METHODS AND RESULTS: We formed new-user cohorts of propensity score–matched elderly patients enrolled in Medicare who initiated dabigatran or warfarin for treatment of nonvalvular atrial fibrillation between October 2010 and December 2012. Among 134 414 patients with 37 587 person-years of follow-up, there were 2715 primary outcome events. The hazard ratios (95% confidence intervals) comparing dabigatran with warfarin (reference) were as follows: ischemic stroke, 0.80 (0.67–0.96); intracranial hemorrhage, 0.34 (0.26–0.46); major gastrointestinal bleeding, 1.28 (1.14–1.44); acute myocardial infarction, 0.92 (0.78–1.08); and death, 0.86 (0.77–0.96). In the subgroup treated with dabigatran 75 mg twice daily, there was no difference in risk compared with warfarin for any outcome except intracranial hemorrhage, in which case dabigatran risk was reduced. Most patients treated with dabigatran 75 mg twice daily appeared not to have severe renal impairment, the intended population for this dose. In the dabigatran 150-mg twice daily subgroup, the magnitude of effect for each outcome was greater than in the combined-dose analysis.

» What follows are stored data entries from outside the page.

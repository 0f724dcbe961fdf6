//! Rank communicator
//!
//! A k-truss job runs as a fixed set of peer ranks that communicate only by
//! message passing. `Cluster` launches the ranks (one thread each, all
//! running the same closure) and `Comm` gives each rank its endpoint:
//! all-to-all exchange of byte batches plus the collective reductions the
//! engine needs at pass boundaries.
//!
//! Every payload crosses the rank boundary as `bincode`-encoded bytes, so
//! ranks share nothing but messages. Channels preserve per-sender order,
//! and since every rank executes the identical sequence of collective
//! steps, a mailbox that takes exactly one message per peer per step is
//! enough; messages from fast peers are buffered until their step comes up.

use serde::de::DeserializeOwned;
use serde::Serialize;
use std::collections::VecDeque;
use std::sync::mpsc::{self, Receiver, RecvTimeoutError, Sender};
use std::thread;
use std::time::Duration;
use thiserror::Error;

/// Errors from inter-rank communication
#[derive(Error, Debug)]
pub enum CommError {
    /// A peer rank went away (its thread exited or failed)
    #[error("peer rank {0} disconnected")]
    PeerDisconnected(usize),

    /// No message from a peer within the configured timeout
    #[error("timed out after {timeout:?} waiting for rank {rank}")]
    PeerTimeout { rank: usize, timeout: Duration },

    /// Payload encoding or decoding failure
    #[error("Serialization error: {0}")]
    Serialization(#[from] bincode::Error),
}

pub type CommResult<T> = Result<T, CommError>;

struct Envelope {
    from: usize,
    payload: Vec<u8>,
}

/// Buffers incoming envelopes so each collective step consumes exactly one
/// message per peer, in rank order, regardless of how far ahead fast peers
/// have run.
struct Mailbox {
    rx: Receiver<Envelope>,
    queued: Vec<VecDeque<Vec<u8>>>,
    timeout: Duration,
}

impl Mailbox {
    fn new(ranks: usize, rx: Receiver<Envelope>, timeout: Duration) -> Self {
        Self {
            rx,
            queued: (0..ranks).map(|_| VecDeque::new()).collect(),
            timeout,
        }
    }

    /// One payload from every peer, indexed by rank. The caller's own slot
    /// comes back empty.
    fn recv_from_each(&mut self, my_rank: usize) -> CommResult<Vec<Vec<u8>>> {
        let ranks = self.queued.len();
        let mut slots: Vec<Option<Vec<u8>>> = (0..ranks).map(|_| None).collect();
        for rank in 0..ranks {
            if rank != my_rank {
                slots[rank] = self.queued[rank].pop_front();
            }
        }
        while let Some(waiting) = (0..ranks).find(|&r| r != my_rank && slots[r].is_none()) {
            let envelope = match self.rx.recv_timeout(self.timeout) {
                Ok(envelope) => envelope,
                Err(RecvTimeoutError::Timeout) => {
                    return Err(CommError::PeerTimeout {
                        rank: waiting,
                        timeout: self.timeout,
                    })
                }
                Err(RecvTimeoutError::Disconnected) => {
                    return Err(CommError::PeerDisconnected(waiting))
                }
            };
            if slots[envelope.from].is_none() {
                slots[envelope.from] = Some(envelope.payload);
            } else {
                // a step ahead of us; hold it for the next call
                self.queued[envelope.from].push_back(envelope.payload);
            }
        }
        Ok(slots
            .into_iter()
            .map(Option::unwrap_or_default)
            .collect())
    }
}

/// Per-rank communication endpoint.
pub struct Comm {
    rank: usize,
    ranks: usize,
    peers: Vec<Sender<Envelope>>,
    mailbox: Mailbox,
}

impl Comm {
    /// This rank's id, in `0..ranks()`.
    pub fn rank(&self) -> usize {
        self.rank
    }

    /// Number of ranks in the job.
    pub fn ranks(&self) -> usize {
        self.ranks
    }

    fn send(&self, to: usize, payload: Vec<u8>) -> CommResult<()> {
        self.peers[to]
            .send(Envelope {
                from: self.rank,
                payload,
            })
            .map_err(|_| CommError::PeerDisconnected(to))
    }

    /// All-to-all exchange of one byte batch per rank. `outbound[r]` is
    /// delivered to rank `r`; the returned vector holds the batch received
    /// from each rank, with this rank's own batch looped back unchanged.
    /// Empty batches are sent too, so every rank always receives exactly one
    /// batch per peer per exchange.
    pub fn exchange(&mut self, mut outbound: Vec<Vec<u8>>) -> CommResult<Vec<Vec<u8>>> {
        debug_assert_eq!(outbound.len(), self.ranks);
        for rank in 0..self.ranks {
            if rank != self.rank {
                self.send(rank, std::mem::take(&mut outbound[rank]))?;
            }
        }
        let mut inbound = self.mailbox.recv_from_each(self.rank)?;
        inbound[self.rank] = std::mem::take(&mut outbound[self.rank]);
        Ok(inbound)
    }

    /// Reduces `value` across all ranks with `op`, folding contributions in
    /// rank order so every rank computes the identical result.
    pub fn all_reduce<T, F>(&mut self, value: T, op: F) -> CommResult<T>
    where
        T: Serialize + DeserializeOwned + Clone,
        F: Fn(T, T) -> T,
    {
        if self.ranks == 1 {
            return Ok(value);
        }
        let encoded = bincode::serialize(&value)?;
        for rank in 0..self.ranks {
            if rank != self.rank {
                self.send(rank, encoded.clone())?;
            }
        }
        let inbound = self.mailbox.recv_from_each(self.rank)?;
        let mut accumulated: Option<T> = None;
        for (rank, payload) in inbound.iter().enumerate() {
            let contribution = if rank == self.rank {
                value.clone()
            } else {
                bincode::deserialize(payload)?
            };
            accumulated = Some(match accumulated {
                Some(acc) => op(acc, contribution),
                None => contribution,
            });
        }
        Ok(accumulated.unwrap_or(value))
    }

    /// Blocks until every rank has arrived.
    pub fn barrier(&mut self) -> CommResult<()> {
        self.all_reduce(0u8, |a, b| a | b).map(|_| ())
    }
}

/// Launches N ranks as threads running the same SPMD closure.
pub struct Cluster {
    ranks: usize,
    timeout: Duration,
}

impl Cluster {
    /// A cluster of `ranks` peers with the default 30s peer timeout.
    pub fn new(ranks: usize) -> Self {
        Self {
            ranks,
            timeout: Duration::from_secs(30),
        }
    }

    /// How long a rank waits on a peer before declaring the job dead.
    pub fn with_timeout(mut self, timeout: Duration) -> Self {
        self.timeout = timeout;
        self
    }

    /// Runs `job` once per rank and collects the results in rank order.
    /// If any rank fails its error is returned and the job counts as
    /// aborted; surviving ranks observe the failure as a `CommError`.
    pub fn run<R, E, F>(&self, job: F) -> Result<Vec<R>, E>
    where
        F: Fn(Comm) -> Result<R, E> + Send + Sync,
        R: Send,
        E: Send,
    {
        let mut senders = Vec::with_capacity(self.ranks);
        let mut receivers = Vec::with_capacity(self.ranks);
        for _ in 0..self.ranks {
            let (tx, rx) = mpsc::channel();
            senders.push(tx);
            receivers.push(rx);
        }
        let comms: Vec<Comm> = receivers
            .into_iter()
            .enumerate()
            .map(|(rank, rx)| Comm {
                rank,
                ranks: self.ranks,
                peers: senders.clone(),
                mailbox: Mailbox::new(self.ranks, rx, self.timeout),
            })
            .collect();
        drop(senders);

        let job = &job;
        let outcomes: Vec<Result<R, E>> = thread::scope(|scope| {
            let handles: Vec<_> = comms
                .into_iter()
                .map(|comm| scope.spawn(move || job(comm)))
                .collect();
            handles
                .into_iter()
                .map(|handle| match handle.join() {
                    Ok(outcome) => outcome,
                    Err(panic) => std::panic::resume_unwind(panic),
                })
                .collect()
        });

        let mut results = Vec::with_capacity(outcomes.len());
        for outcome in outcomes {
            results.push(outcome?);
        }
        Ok(results)
    }
}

CONCLUSIONS: In general practice settings, dabigatran was associated with reduced risk of ischemic stroke, intracranial hemorrhage, and death and increased risk of major gastrointestinal hemorrhage compared with warfarin in elderly patients with nonvalvular atrial fibrillation. These associations were most pronounced in patients treated with dabigatran 150 mg twice daily, whereas the association of 75 mg twice daily with study outcomes was indistinguishable from warfarin except for a lower risk of intracranial hemorrhage with dabigatran.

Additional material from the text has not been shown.